第112章
第112章
景睨老早就有这样的一个“梦想”, 想让善怀叫自己一声“十九哥。”
但也知道善怀的性子,虽看着老实和软,实则有些犟且顽固, 还以为这不太可能实现了。
没想到惊喜来的如此突然。
心头那点别扭的火苗荡然无存, 景睨忙忙的转身, 抓住善怀的手:“你叫我什么?”
“十九哥, ”善怀抿了抿唇, 软软地又叫了一遍:“……不生气了?”
景睨只觉得心头麻酥酥的,好像被什么东西过了一下,咕咚咽了口唾沫:“再叫一次。”
善怀很是顺从地:“十九哥。”
景睨闭了闭双眼, 在心底细细品味这三个字:“嗯……再叫。”
善怀没想到他的反应是这样。
不过, 叫第一声的时候是难为情的,喊不出口, 等真的叫了出来,便觉得不是很难的事。

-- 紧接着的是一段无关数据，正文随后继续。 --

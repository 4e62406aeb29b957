//! # Response Aligner
//!
//! Captures a response of unknown length and carves out the frame the caller
//! expects. Two rules, both kept exactly as the device fleet relies on them:
//!
//! - **Resync**: whenever the first captured byte is a resync byte (`0x00`,
//!   and for some device families `0xFF`), the capture restarts from the next
//!   byte. Only the first byte is ever inspected.
//! - **Tail alignment**: a capture longer than expected keeps its *last*
//!   `expected_len` bytes; the extra leading bytes are treated as noise that
//!   arrived before the real frame.
//!
//! ## Known limitation
//!
//! Tail alignment is lossy. A reply with trailing garbage is cut at the wrong
//! place and then fails CRC validation, and a reply that legitimately starts
//! with `0x00` cannot be captured at all. Both behaviors are part of the wire
//! contract with deployed devices and are not corrected here.

use serde::{Deserialize, Serialize};

use crate::error::{ModbusError, ModbusResult};

/// Which leading bytes restart the capture
#[derive(Debug, Clone, Copy, PartialEq, Eq, Default, Serialize, Deserialize)]
#[serde(rename_all = "snake_case")]
pub enum ResyncPolicy {
    /// Never restart
    Disabled,
    /// Restart on a leading `0x00`
    #[default]
    Zero,
    /// Restart on a leading `0x00` or `0xFF`
    ZeroOrFf,
}

impl ResyncPolicy {
    /// Check whether `byte` in the first slot restarts the capture
    pub fn triggers_on(self, byte: u8) -> bool {
        match self {
            ResyncPolicy::Disabled => false,
            ResyncPolicy::Zero => byte == 0x00,
            ResyncPolicy::ZeroOrFf => byte == 0x00 || byte == 0xFF,
        }
    }
}

/// Fixed-capacity response buffer filled one byte at a time
#[derive(Debug, Clone)]
pub struct Capture {
    buffer: Vec<u8>,
    len: usize,
    policy: ResyncPolicy,
    resyncs: usize,
}

impl Capture {
    /// Empty capture holding at most `capacity` bytes
    pub fn new(capacity: usize, policy: ResyncPolicy) -> Self {
        Self {
            buffer: vec![0u8; capacity],
            len: 0,
            policy,
            resyncs: 0,
        }
    }

    /// Run a whole byte sequence through a fresh capture
    pub fn from_bytes<I>(bytes: I, capacity: usize, policy: ResyncPolicy) -> Self
    where
        I: IntoIterator<Item = u8>,
    {
        let mut capture = Self::new(capacity, policy);
        let mut bytes = bytes.into_iter();
        while !capture.is_full() {
            match bytes.next() {
                Some(byte) => capture.push(byte),
                None => break,
            }
        }
        capture
    }

    /// Store one byte, then apply the resync rule to the first slot
    pub fn push(&mut self, byte: u8) {
        if self.is_full() {
            return;
        }
        self.buffer[self.len] = byte;
        self.len += 1;

        if self.policy.triggers_on(self.buffer[0]) {
            self.len = 0;
            self.resyncs += 1;
        }
    }

    /// Check whether the buffer has reached capacity
    pub fn is_full(&self) -> bool {
        self.len >= self.buffer.len()
    }

    /// Number of bytes currently held
    pub fn len(&self) -> usize {
        self.len
    }

    /// Check whether nothing has been kept
    pub fn is_empty(&self) -> bool {
        self.len == 0
    }

    /// Number of times the capture restarted
    pub fn resyncs(&self) -> usize {
        self.resyncs
    }

    /// Bytes captured so far
    pub fn as_bytes(&self) -> &[u8] {
        &self.buffer[..self.len]
    }

    /// The trailing `expected_len` bytes of the capture
    ///
    /// `slave_id` is only used to label a [`ModbusError::NoResponse`].
    pub fn align(&self, expected_len: usize, slave_id: u8) -> ModbusResult<&[u8]> {
        align(self.as_bytes(), expected_len, slave_id)
    }
}

/// Keep the last `expected_len` bytes of `captured`
pub fn align(captured: &[u8], expected_len: usize, slave_id: u8) -> ModbusResult<&[u8]> {
    let n = captured.len();
    if n == 0 {
        return Err(ModbusError::no_response(slave_id));
    }
    if n < expected_len {
        return Err(ModbusError::short_read(expected_len, n));
    }
    Ok(&captured[n - expected_len..])
}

而且看着景睨这仿佛陶醉的样子,实在叫她又觉得好笑,又觉得喜欢。
“干吗?又不是没听清。”
“快叫。”
她无奈地,索性一声声唤道:“十九哥,十九哥……十九哥, 好了么?”
一声声, 一句句,好像有鼓敲打着。
景睨的唇角已经难以按捺的扬起, 一颗心欢喜的,不知该如何是好。
然而同样有所反应、开始高高扬起的,更是已经旷了数日的那位。
两人靠的很近,善怀自然察觉到了,本来不想引他如此, 没想到他十分的不禁撩。
可是,毕竟不知自己的情形到底怎样,当然不能许他乱动。
“十九哥,”善怀搂着他的脖颈,小声说:“你忍一忍,今日不行。”
景睨咬牙切齿,爱恨交织:“我当然知道不行,可谁叫你来惹我了?”
善怀解释说:“不是故意招惹,我是怕你生气,你知道的,带着气吃饭,睡觉,对身体不好。”
“哦,这么说是心疼我,为了我好了?”
“当然。”善怀拉拉他的中衣衣角,笑,“你要是不生气了,我们就睡觉吧。”心里盼着就把这一节含糊的应付过去。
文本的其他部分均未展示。